Свитский паж, молоденький мальчик, скакал однажды верхом, рядом с дверцей императорской кареты, в сильный дождь. Выходя из кареты, Наполеон увидел, что мальчик промок до костей, велел ему остаться на ночлег и много раз потом спрашивал, не простудился ли он. Паж написал об этом матери, и та, читая письмо его, может быть, узнала кое-что о Наполеоне, чего не знают сорок тысяч судей. [Levy A. Napol'eon intime.]
Доктору О’Меаре на Св. Елене сделалось дурно, и он упал без чувств к ногам Наполеона, а очнувшись, увидел, что император, стоя на коленях, нагнулся к нему, заглядывает в лицо его и мочит ему виски одеколоном. «Никогда не забуду той нежной тревоги, которую я увидел в глазах его», – вспоминает О’Меара. [O’M'eara B. E. Napol'eon en exil. Т. 1. P. 217.]
Самое доброе в людях – самое простое, детское. «Злые редко любят детей, а Наполеон их любил», – вспоминает Буррьенн. [Fauvelet de Bourrienne L. A. M'emoires sur Napol'eon. Т. 2. P. 150.]
Сидя на полу, Первый Консул играет с маленьким Наполеоном, племянником своим, сам как маленький, и в эту минуту лицо у него настоящее, а через минуту, выходя к английскому посланнику, лорду Витворту, чтобы накричать на него, напугать разрывом дипломатических сношений, он надевает страшную маску. [R'emusat C.-'e. G. de. M'emoires. P., 1893.]
«Я провел эти два дня у маршала Бессьера; мы играли с ним, как пятнадцатилетние мальчики», – пишет он в 1806 году, между Аустерлицем и Иеною.
Четырнадцатилетняя девочка Бетси Балькомб, хозяйская дочка в Бриарской усадьбе на Св.
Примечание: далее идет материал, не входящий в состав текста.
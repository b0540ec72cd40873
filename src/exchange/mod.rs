#![allow(dead_code)]
pub mod dashboard;
pub mod error;

pub use dashboard::*;
pub use error::*;

use async_trait::async_trait;
use crate::types::{BalanceHistory, CommandAck, StatusSnapshot};

/// Remote trading engine as seen from the console.
#[cfg_attr(test, mockall::automock)]
#[async_trait]
pub trait EngineApi: Send + Sync {
    /// Fires a state-changing command at `endpoint` (e.g. `/api/engine/on`).
    async fn submit_command(&self, endpoint: &str) -> ApiResult<CommandAck>;
    async fn fetch_status(&self) -> ApiResult<StatusSnapshot>;
    async fn fetch_balance_history(&self, exchange: Option<String>) -> ApiResult<BalanceHistory>;
}
use serde::{Deserialize, Serialize};

use crate::analytics::SpikeFilterConfig;
use crate::engine::ReconcilerSettings;

#[derive(Debug, Clone, Default, PartialEq, Serialize, Deserialize)]
#[serde(default)]
pub struct ConsoleConfig {
    pub api: ApiSettings,
    pub reconciler: ReconcilerSettings,
    pub spike_filter: SpikeFilterConfig,
}

impl ConsoleConfig {
    pub fn validate(&self) -> Result<(), Vec<String>> {
        let mut errors = Vec::new();

        // API validation
        if self.api.base_url.trim().is_empty() {
            errors.push("api.base_url must not be empty".to_string());
        }
        if self.api.timeout_secs == 0 {
            errors.push("api.timeout_secs must be > 0".to_string());
        }

        // Reconciler validation
        if self.reconciler.max_attempts == 0 {
            errors.push("reconciler.max_attempts must be > 0".to_string());
        }
        if self.reconciler.interval_ms == 0 {
            errors.push("reconciler.interval_ms must be > 0".to_string());
        }

        if let Err(filter_errors) = self.spike_filter.validate() {
            errors.extend(filter_errors.into_iter().map(|e| format!("spike_filter.{}", e)));
        }

        if errors.is_empty() {
            Ok(())
        } else {
            Err(errors)
        }
    }
}

#[derive(Debug, Clone, PartialEq, Serialize, Deserialize)]
#[serde(default)]
pub struct ApiSettings {
    pub base_url: String,
    pub timeout_secs: u64,
    /// Bearer token sent with every request, if the bot has auth enabled.
    pub token: Option<String>,
    /// Exchange id for the balance history; the bot's active one when unset.
    pub exchange: Option<String>,
}

impl Default for ApiSettings {
    fn default() -> Self {
        Self {
            base_url: "http://127.0.0.1:8000".to_string(),
            timeout_secs: 10,
            token: None,
            exchange: None,
        }
    }
}
#[cfg(test)]
mod tests {
    use super::*;
    use crate::exchange::{ApiError, MockEngineApi};
    use crate::types::{CommandAck, StatusSnapshot};
    use std::sync::atomic::AtomicU32;
    use tokio::time::Instant;

    fn accepting_api() -> MockEngineApi {
        let mut api = MockEngineApi::new();
        api.expect_submit_command()
            .times(1)
            .returning(|_| Ok(CommandAck::success("ok")));
        api
    }

    fn status(state: EngineState) -> Result<StatusSnapshot, ApiError> {
        Ok(StatusSnapshot::new(state))
    }

    #[test]
    fn test_poll_converges_on_target() {
        let mut poll = ConvergencePoll::new(EngineState::Paused, 15);
        assert_eq!(poll.tick::<ApiError>(Ok(&EngineState::Running)), PollPhase::Polling);
        assert_eq!(poll.tick::<ApiError>(Ok(&EngineState::Paused)), PollPhase::Converged);
        assert!(poll.is_terminal());
        assert_eq!(poll.attempts(), 2);
        assert_eq!(poll.outcome(), Some(ReconcileOutcome::Converged(EngineState::Paused)));
    }

    #[test]
    fn test_poll_termination_is_idempotent() {
        let mut poll = ConvergencePoll::new(EngineState::Running, 3);
        poll.tick::<ApiError>(Ok(&EngineState::Running));

        // A late response from an overlapping tick must not change anything.
        assert_eq!(poll.tick::<ApiError>(Ok(&EngineState::Stopped)), PollPhase::Converged);
        poll.abort();
        assert_eq!(poll.phase(), PollPhase::Converged);
        assert_eq!(poll.attempts(), 1);
    }

    #[test]
    fn test_poll_times_out_at_budget() {
        let mut poll = ConvergencePoll::new(EngineState::Stopped, 3);
        assert_eq!(poll.tick::<ApiError>(Ok(&EngineState::Running)), PollPhase::Polling);
        assert_eq!(poll.tick(Err("connection reset")), PollPhase::Polling);
        assert_eq!(poll.tick::<ApiError>(Ok(&EngineState::Running)), PollPhase::TimedOut);
        assert_eq!(poll.outcome(), Some(ReconcileOutcome::TimedOut { attempts: 3 }));
    }

    #[test]
    fn test_failed_read_never_converges() {
        let mut poll = ConvergencePoll::new(EngineState::Running, 15);
        assert_eq!(poll.tick(Err("timeout")), PollPhase::Polling);
        assert!(!poll.is_terminal());
        assert_eq!(poll.outcome(), None);
    }

    #[tokio::test(start_paused = true)]
    async fn test_converges_after_third_poll() {
        let mut api = accepting_api();
        let calls = Arc::new(AtomicU32::new(0));
        let counter = Arc::clone(&calls);
        api.expect_fetch_status().times(3).returning(move || {
            let n = counter.fetch_add(1, Ordering::SeqCst) + 1;
            if n >= 3 {
                status(EngineState::Running)
            } else {
                status(EngineState::Stopped)
            }
        });

        let reconciler = ActionReconciler::new(api, ReconcilerSettings::default());
        let started = Instant::now();
        let outcome = reconciler.reconcile(EngineAction::Start).await;

        assert_eq!(outcome, ReconcileOutcome::Converged(EngineState::Running));
        assert_eq!(calls.load(Ordering::SeqCst), 3);
        let elapsed = started.elapsed();
        assert!(elapsed >= Duration::from_millis(7_500) && elapsed < Duration::from_millis(7_600));
    }

    #[tokio::test(start_paused = true)]
    async fn test_times_out_after_max_attempts() {
        let mut api = accepting_api();
        api.expect_fetch_status()
            .times(15)
            .returning(|| status(EngineState::Stopped));

        let settings = ReconcilerSettings::default();
        let reconciler = ActionReconciler::new(api, settings);
        let started = Instant::now();
        let outcome = reconciler.reconcile(EngineAction::Pause).await;

        assert_eq!(outcome, ReconcileOutcome::TimedOut { attempts: 15 });
        let elapsed = started.elapsed();
        assert_eq!(settings.worst_case(), Duration::from_millis(37_500));
        assert!(elapsed >= Duration::from_millis(37_500) && elapsed < Duration::from_millis(37_600));
    }

    #[tokio::test(start_paused = true)]
    async fn test_rejected_command_skips_polling() {
        let mut api = MockEngineApi::new();
        api.expect_submit_command()
            .withf(|endpoint: &str| endpoint == "/api/engine/off")
            .times(1)
            .returning(|_| Ok(CommandAck::error("Error interno")));
        api.expect_fetch_status().never();

        let reconciler = ActionReconciler::new(api, ReconcilerSettings::default());
        let outcome = reconciler.reconcile(EngineAction::Stop).await;

        assert_eq!(outcome, ReconcileOutcome::RequestFailed("Error interno".to_string()));
    }

    #[tokio::test(start_paused = true)]
    async fn test_transport_failure_on_submit_skips_polling() {
        let mut api = MockEngineApi::new();
        api.expect_submit_command().times(1).returning(|_| {
            Err(ApiError::Status {
                code: 503,
                detail: "Bot no conectado".to_string(),
            })
        });
        api.expect_fetch_status().never();

        let reconciler = ActionReconciler::new(api, ReconcilerSettings::default());
        let outcome = reconciler.reconcile(EngineAction::Resume).await;

        match outcome {
            ReconcileOutcome::RequestFailed(detail) => assert!(detail.contains("Bot no conectado")),
            other => panic!("unexpected outcome: {other:?}"),
        }
    }

    #[tokio::test(start_paused = true)]
    async fn test_unrecognized_ack_status_goes_on_to_polling() {
        let mut api = MockEngineApi::new();
        api.expect_submit_command().times(1).returning(|_| {
            serde_json::from_str(r#"{"status": "ok", "message": "done"}"#)
                .map_err(|e| ApiError::Deserialize(e.to_string()))
        });
        api.expect_fetch_status()
            .times(1)
            .returning(|| status(EngineState::Running));

        let reconciler = ActionReconciler::new(api, ReconcilerSettings::default());
        let outcome = reconciler.reconcile(EngineAction::Start).await;

        assert_eq!(outcome, ReconcileOutcome::Converged(EngineState::Running));
    }

    #[tokio::test]
    async fn test_panic_command_is_sent_once_without_polling() {
        let mut api = MockEngineApi::new();
        api.expect_submit_command()
            .withf(|endpoint: &str| endpoint == "/api/panic/cancel_all")
            .times(1)
            .returning(|_| Ok(CommandAck::success("Órdenes canceladas.")));
        api.expect_fetch_status().never();

        let reconciler = ActionReconciler::new(api, ReconcilerSettings::default());
        let ack = reconciler.send_once(PanicCommand::CancelAll).await.unwrap();

        assert_eq!(ack.message.as_deref(), Some("Órdenes canceladas."));
    }

    #[tokio::test]
    async fn test_rejected_panic_command_reports_detail() {
        let mut api = MockEngineApi::new();
        api.expect_submit_command()
            .times(1)
            .returning(|_| Ok(CommandAck::error("Bot no iniciado")));
        api.expect_fetch_status().never();

        let reconciler = ActionReconciler::new(api, ReconcilerSettings::default());
        let result = reconciler.send_once(PanicCommand::SellAll).await;

        assert_eq!(result.unwrap_err(), "Bot no iniciado");
    }

    #[tokio::test(start_paused = true)]
    async fn test_poll_errors_are_swallowed() {
        let mut api = accepting_api();
        let calls = Arc::new(AtomicU32::new(0));
        let counter = Arc::clone(&calls);
        api.expect_fetch_status().times(3).returning(move || {
            match counter.fetch_add(1, Ordering::SeqCst) {
                0 | 1 => Err(ApiError::Deserialize("expected value".to_string())),
                _ => status(EngineState::Paused),
            }
        });

        let reconciler = ActionReconciler::new(api, ReconcilerSettings::default());
        let outcome = reconciler.reconcile(EngineAction::Pause).await;

        assert_eq!(outcome, ReconcileOutcome::Converged(EngineState::Paused));
    }

    #[tokio::test(start_paused = true)]
    async fn test_unreachable_status_still_times_out() {
        let mut api = accepting_api();
        api.expect_fetch_status()
            .times(4)
            .returning(|| Err(ApiError::Deserialize("connection refused".to_string())));

        let settings = ReconcilerSettings {
            max_attempts: 4,
            interval_ms: 1_000,
        };
        let reconciler = ActionReconciler::new(api, settings);
        let outcome = reconciler.reconcile(EngineAction::Start).await;

        assert_eq!(outcome, ReconcileOutcome::TimedOut { attempts: 4 });
    }

    #[tokio::test(start_paused = true)]
    async fn test_abort_short_circuits_next_tick() {
        let mut api = accepting_api();
        api.expect_fetch_status()
            .times(2)
            .returning(|| status(EngineState::Running));

        let reconciler = ActionReconciler::new(api, ReconcilerSettings::default());
        let abort = AbortSignal::new();
        let trigger = abort.clone();

        let (outcome, _) = tokio::join!(
            reconciler.reconcile_with_abort(EngineAction::Stop, &abort),
            async move {
                tokio::time::sleep(Duration::from_millis(6_000)).await;
                trigger.abort();
            }
        );

        assert_eq!(outcome, ReconcileOutcome::Aborted { attempts: 2 });
    }

    #[tokio::test]
    async fn test_abort_before_start_is_observed() {
        let signal = AbortSignal::new();
        signal.abort();
        signal.aborted().await;
        assert!(signal.is_aborted());
    }

    #[test]
    fn test_outcome_messages() {
        let timeout = ReconcileOutcome::TimedOut { attempts: 15 }.to_string();
        assert!(timeout.contains("may still be changing state"));
        assert!(ReconcileOutcome::Converged(EngineState::Stopped).is_converged());
        assert!(!ReconcileOutcome::RequestFailed("x".into()).is_converged());
    }
}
Елене, где Наполеон провел первые месяцы своего заточения, наслушавшись о нем с детства как о людоеде-чудовище, особенно лакомом до маленьких девочек, очень боялась встретиться с ним; но, встретившись, привыкла к нему через несколько дней так, что играла, шалила с ним, как с ровесником. И через много лет, уже старухой, не могла иначе вспомнить о нем, как о маленьком мальчике, товарище своих детских игр. [Abell L. E. Napol'eon a Sainte-H'elene. P. 21, 108.]
Генерал Гурго, один из его добровольных союзников, там же, на Св. Елене, задумал покинуть императора, но сказать ему об этом стыдился. Однажды, гуляя по саду, Наполеон увидел на дороге булавку, поднял ее и подал Гурго с детской улыбкой: «Вот, Гурго, Гургончик, булавочка, – я вам ее дарю!» Подарить острый предмет – значит поссориться. Но этого и хочет Гурго. «Что делаешь, делай скорей», – как будто говорит ему Наполеон. [Gourgaud G. Sainte-H'elеne. Т. 2. P. 40, 450.]
Грусть, упрек, ласка, насмешка, прощение – тут все вместе, и все детское. Но ничего этого не понял Гурго, как ничего не понимают в Наполеоновой детскости безнадежно взрослый Тэн и безнадежно тоскующий о детстве Толстой.